> **What to produce**:
Filter the entries for the string "invariants". Copy each line that has it.

> **Records for this task**:

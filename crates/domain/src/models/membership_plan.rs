//! Membership plans and their cross-field invariants.

use chrono::{DateTime, Duration, Utc};
use rust_decimal::Decimal;
use serde::{Deserialize, Serialize};
use std::fmt;
use std::str::FromStr;
use validator::Validate;

use super::platform::{Platform, PlatformSet};
use crate::error::{DomainError, DomainResult};

/// Billing period of a plan.
#[derive(Debug, Clone, Copy, PartialEq, Eq, Serialize, Deserialize)]
#[serde(rename_all = "lowercase")]
pub enum PlanType {
    Monthly,
    Yearly,
    Lifetime,
}

impl PlanType {
    pub fn as_str(&self) -> &'static str {
        match self {
            PlanType::Monthly => "monthly",
            PlanType::Yearly => "yearly",
            PlanType::Lifetime => "lifetime",
        }
    }
}

impl FromStr for PlanType {
    type Err = String;

    fn from_str(s: &str) -> Result<Self, Self::Err> {
        match s {
            "monthly" => Ok(PlanType::Monthly),
            "yearly" => Ok(PlanType::Yearly),
            "lifetime" => Ok(PlanType::Lifetime),
            _ => Err(format!("Invalid plan type: {}", s)),
        }
    }
}

impl fmt::Display for PlanType {
    fn fmt(&self, f: &mut fmt::Formatter<'_>) -> fmt::Result {
        f.write_str(self.as_str())
    }
}

/// A purchasable membership plan.
#[derive(Debug, Clone, Serialize, Deserialize)]
#[serde(rename_all = "camelCase")]
pub struct MembershipPlan {
    pub id: i64,
    pub plan_code: String,
    pub plan_name: String,
    pub plan_type: PlanType,
    pub platforms: PlatformSet,
    pub duration_days: Option<i32>,
    pub base_price: Decimal,
    pub final_price: Decimal,
    pub discount_percentage: Decimal,
    pub currency: String,
    pub daily_download_limit: Option<i32>,
    pub monthly_download_limit: Option<i32>,
    pub is_active: bool,
    pub is_featured: bool,
    pub sort_order: i32,
    pub description: Option<String>,
    pub created_at: DateTime<Utc>,
    pub updated_at: DateTime<Utc>,
}

impl MembershipPlan {
    pub fn is_lifetime(&self) -> bool {
        self.plan_type == PlanType::Lifetime
    }

    /// Length of one period; `None` for lifetime plans.
    pub fn duration(&self) -> Option<Duration> {
        self.duration_days.map(|d| Duration::days(d as i64))
    }

    pub fn covers(&self, platform: Platform) -> bool {
        self.platforms.contains(platform)
    }
}

fn default_currency() -> String {
    "CNY".to_string()
}

fn default_true() -> bool {
    true
}

/// All writable plan fields. Used for create and as the merge target of an update.
#[derive(Debug, Clone, Deserialize, Validate)]
#[serde(rename_all = "camelCase")]
pub struct PlanDraft {
    #[validate(custom(function = "shared::validation::validate_code"))]
    pub plan_code: String,

    #[validate(length(min = 1, max = 100, message = "Plan name must be 1-100 characters"))]
    pub plan_name: String,

    pub plan_type: PlanType,

    pub platforms: PlatformSet,

    pub duration_days: Option<i32>,

    pub base_price: Decimal,

    pub final_price: Decimal,

    #[serde(default)]
    pub discount_percentage: Decimal,

    #[serde(default = "default_currency")]
    #[validate(length(equal = 3, message = "Currency must be an ISO 4217 code"))]
    pub currency: String,

    pub daily_download_limit: Option<i32>,

    pub monthly_download_limit: Option<i32>,

    #[serde(default = "default_true")]
    pub is_active: bool,

    #[serde(default)]
    pub is_featured: bool,

    #[serde(default)]
    pub sort_order: i32,

    pub description: Option<String>,
}

/// Tolerance between the stated final price and the one implied by the discount.
pub const DISCOUNT_TOLERANCE: Decimal = Decimal::from_parts(1, 0, 0, false, 2);

impl PlanDraft {
    /// Enforces the plan invariants and normalizes lifetime plans.
    ///
    /// A lifetime plan never carries `duration_days`; any other plan must.
    pub fn into_checked(mut self) -> DomainResult<PlanDraft> {
        self.validate()?;

        match self.plan_type {
            PlanType::Lifetime => self.duration_days = None,
            _ => match self.duration_days {
                Some(d) if d > 0 => {}
                _ => {
                    return Err(DomainError::invalid(
                        "duration_days must be positive for non-lifetime plans",
                    ))
                }
            },
        }

        if self.platforms.is_empty() {
            return Err(DomainError::invalid("A plan must cover at least one platform"));
        }

        if self.base_price.is_sign_negative() || self.final_price.is_sign_negative() {
            return Err(DomainError::invalid("Prices must not be negative"));
        }
        if self.final_price > self.base_price {
            return Err(DomainError::invalid("final_price must not exceed base_price"));
        }

        let d = self.discount_percentage;
        if d.is_sign_negative() || d > Decimal::ONE_HUNDRED {
            return Err(DomainError::invalid("discount_percentage must be within 0-100"));
        }
        if d > Decimal::ZERO {
            let implied = self.base_price * (Decimal::ONE_HUNDRED - d) / Decimal::ONE_HUNDRED;
            if (self.final_price - implied).abs() > DISCOUNT_TOLERANCE {
                return Err(DomainError::invalid(format!(
                    "final_price {} does not match base_price {} with {}% discount",
                    self.final_price, self.base_price, d
                )));
            }
        }

        if matches!(self.daily_download_limit, Some(n) if n < 0)
            || matches!(self.monthly_download_limit, Some(n) if n < 0)
        {
            return Err(DomainError::invalid("Download limits must not be negative"));
        }
        if let (Some(daily), Some(monthly)) =
            (self.daily_download_limit, self.monthly_download_limit)
        {
            if (daily as i64) * 30 > monthly as i64 {
                return Err(DomainError::invalid(
                    "daily_download_limit * 30 must not exceed monthly_download_limit",
                ));
            }
        }

        Ok(self)
    }
}

impl From<&MembershipPlan> for PlanDraft {
    fn from(plan: &MembershipPlan) -> Self {
        Self {
            plan_code: plan.plan_code.clone(),
            plan_name: plan.plan_name.clone(),
            plan_type: plan.plan_type,
            platforms: plan.platforms.clone(),
            duration_days: plan.duration_days,
            base_price: plan.base_price,
            final_price: plan.final_price,
            discount_percentage: plan.discount_percentage,
            currency: plan.currency.clone(),
            daily_download_limit: plan.daily_download_limit,
            monthly_download_limit: plan.monthly_download_limit,
            is_active: plan.is_active,
            is_featured: plan.is_featured,
            sort_order: plan.sort_order,
            description: plan.description.clone(),
        }
    }
}

/// Partial update of a plan.
///
/// Nullable limits use a double option: absent keeps the stored value,
/// `null` clears it.
#[derive(Debug, Clone, Default, Deserialize)]
#[serde(rename_all = "camelCase")]
pub struct UpdatePlanRequest {
    pub plan_code: Option<String>,
    pub plan_name: Option<String>,
    pub plan_type: Option<PlanType>,
    pub platforms: Option<PlatformSet>,
    #[serde(default, deserialize_with = "double_option")]
    pub duration_days: Option<Option<i32>>,
    pub base_price: Option<Decimal>,
    pub final_price: Option<Decimal>,
    pub discount_percentage: Option<Decimal>,
    pub currency: Option<String>,
    #[serde(default, deserialize_with = "double_option")]
    pub daily_download_limit: Option<Option<i32>>,
    #[serde(default, deserialize_with = "double_option")]
    pub monthly_download_limit: Option<Option<i32>>,
    pub is_active: Option<bool>,
    pub is_featured: Option<bool>,
    pub sort_order: Option<i32>,
    pub description: Option<String>,
}

fn double_option<'de, D, T>(deserializer: D) -> Result<Option<Option<T>>, D::Error>
where
    D: serde::Deserializer<'de>,
    T: Deserialize<'de>,
{
    Option::<T>::deserialize(deserializer).map(Some)
}

impl UpdatePlanRequest {
    /// Merges the update onto the stored plan; the result still needs checking.
    pub fn apply_to(self, plan: &MembershipPlan) -> PlanDraft {
        let mut draft = PlanDraft::from(plan);
        if let Some(v) = self.plan_code {
            draft.plan_code = v;
        }
        if let Some(v) = self.plan_name {
            draft.plan_name = v;
        }
        if let Some(v) = self.plan_type {
            draft.plan_type = v;
        }
        if let Some(v) = self.platforms {
            draft.platforms = v;
        }
        if let Some(v) = self.duration_days {
            draft.duration_days = v;
        }
        if let Some(v) = self.base_price {
            draft.base_price = v;
        }
        if let Some(v) = self.final_price {
            draft.final_price = v;
        }
        if let Some(v) = self.discount_percentage {
            draft.discount_percentage = v;
        }
        if let Some(v) = self.currency {
            draft.currency = v;
        }
        if let Some(v) = self.daily_download_limit {
            draft.daily_download_limit = v;
        }
        if let Some(v) = self.monthly_download_limit {
            draft.monthly_download_limit = v;
        }
        if let Some(v) = self.is_active {
            draft.is_active = v;
        }
        if let Some(v) = self.is_featured {
            draft.is_featured = v;
        }
        if let Some(v) = self.sort_order {
            draft.sort_order = v;
        }
        if self.description.is_some() {
            draft.description = self.description;
        }
        draft
    }
}

/// Query filter for the admin plan list.
#[derive(Debug, Clone, Default, Deserialize)]
#[serde(rename_all = "camelCase")]
pub struct PlanFilter {
    pub code: Option<String>,
    pub name: Option<String>,
    pub plan_type: Option<PlanType>,
    /// Comma-separated platform names; a plan matches if it covers any of them.
    pub platforms: Option<String>,
    pub min_price: Option<Decimal>,
    pub max_price: Option<Decimal>,
    pub is_active: Option<bool>,
    pub is_featured: Option<bool>,
    pub created_from: Option<DateTime<Utc>>,
    pub created_to: Option<DateTime<Utc>>,
}

impl PlanFilter {
    pub fn platform_names(&self) -> DomainResult<Vec<String>> {
        let Some(raw) = self.platforms.as_deref() else {
            return Ok(Vec::new());
        };
        raw.split(',')
            .map(str::trim)
            .filter(|s| !s.is_empty())
            .map(|s| {
                s.parse::<Platform>()
                    .map(|p| p.as_str().to_string())
                    .map_err(DomainError::InvalidInput)
            })
            .collect()
    }
}

#[cfg(test)]
mod tests {
    use super::*;

    fn dec(s: &str) -> Decimal {
        s.parse().unwrap()
    }

    fn draft() -> PlanDraft {
        PlanDraft {
            plan_code: "VIP_MONTH".into(),
            plan_name: "VIP Monthly".into(),
            plan_type: PlanType::Monthly,
            platforms: PlatformSet::new([Platform::Android, Platform::Ios]),
            duration_days: Some(30),
            base_price: dec("40.00"),
            final_price: dec("30.00"),
            discount_percentage: dec("25"),
            currency: "CNY".into(),
            daily_download_limit: Some(2),
            monthly_download_limit: Some(60),
            is_active: true,
            is_featured: false,
            sort_order: 0,
            description: None,
        }
    }

    #[test]
    fn test_valid_plan_passes() {
        assert!(draft().into_checked().is_ok());
    }

    #[test]
    fn test_final_above_base_rejected() {
        let mut d = draft();
        d.discount_percentage = Decimal::ZERO;
        d.final_price = dec("41.00");
        assert!(d.into_checked().is_err());
    }

    #[test]
    fn test_discount_tolerance() {
        let mut d = draft();
        d.final_price = dec("30.01");
        assert!(d.clone().into_checked().is_ok());
        d.final_price = dec("29.98");
        assert!(d.into_checked().is_err());
    }

    #[test]
    fn test_daily_times_thirty_must_fit_monthly() {
        let mut d = draft();
        d.daily_download_limit = Some(3);
        d.monthly_download_limit = Some(60);
        assert!(d.into_checked().is_err());
    }

    #[test]
    fn test_lifetime_nulls_duration() {
        let mut d = draft();
        d.plan_type = PlanType::Lifetime;
        let checked = d.into_checked().unwrap();
        assert_eq!(checked.duration_days, None);
    }

    #[test]
    fn test_monthly_requires_duration() {
        let mut d = draft();
        d.duration_days = None;
        assert!(d.into_checked().is_err());
    }

    #[test]
    fn test_update_switch_to_lifetime_clears_duration() {
        let now = Utc::now();
        let d = draft();
        let plan = MembershipPlan {
            id: 1,
            plan_code: d.plan_code,
            plan_name: d.plan_name,
            plan_type: d.plan_type,
            platforms: d.platforms,
            duration_days: d.duration_days,
            base_price: d.base_price,
            final_price: d.final_price,
            discount_percentage: d.discount_percentage,
            currency: d.currency,
            daily_download_limit: d.daily_download_limit,
            monthly_download_limit: d.monthly_download_limit,
            is_active: true,
            is_featured: false,
            sort_order: 0,
            description: None,
            created_at: now,
            updated_at: now,
        };
        let update = UpdatePlanRequest {
            plan_type: Some(PlanType::Lifetime),
            ..Default::default()
        };
        let checked = update.apply_to(&plan).into_checked().unwrap();
        assert_eq!(checked.duration_days, None);
        assert_eq!(checked.plan_type, PlanType::Lifetime);
    }

    #[test]
    fn test_update_null_clears_limit() {
        let req: UpdatePlanRequest =
            serde_json::from_str(r#"{"dailyDownloadLimit": null}"#).unwrap();
        assert_eq!(req.daily_download_limit, Some(None));
        let req: UpdatePlanRequest = serde_json::from_str("{}").unwrap();
        assert_eq!(req.daily_download_limit, None);
    }

    #[test]
    fn test_filter_platform_names() {
        let filter = PlanFilter {
            platforms: Some("android, IOS".into()),
            ..Default::default()
        };
        assert_eq!(filter.platform_names().unwrap(), vec!["android", "ios"]);

        let bad = PlanFilter {
            platforms: Some("symbian".into()),
            ..Default::default()
        };
        assert!(bad.platform_names().is_err());
    }
}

> **Task result**:
//! Membership plans and their cross-field invariants.
    /// Enforces the plan invariants and normalizes lifetime plans.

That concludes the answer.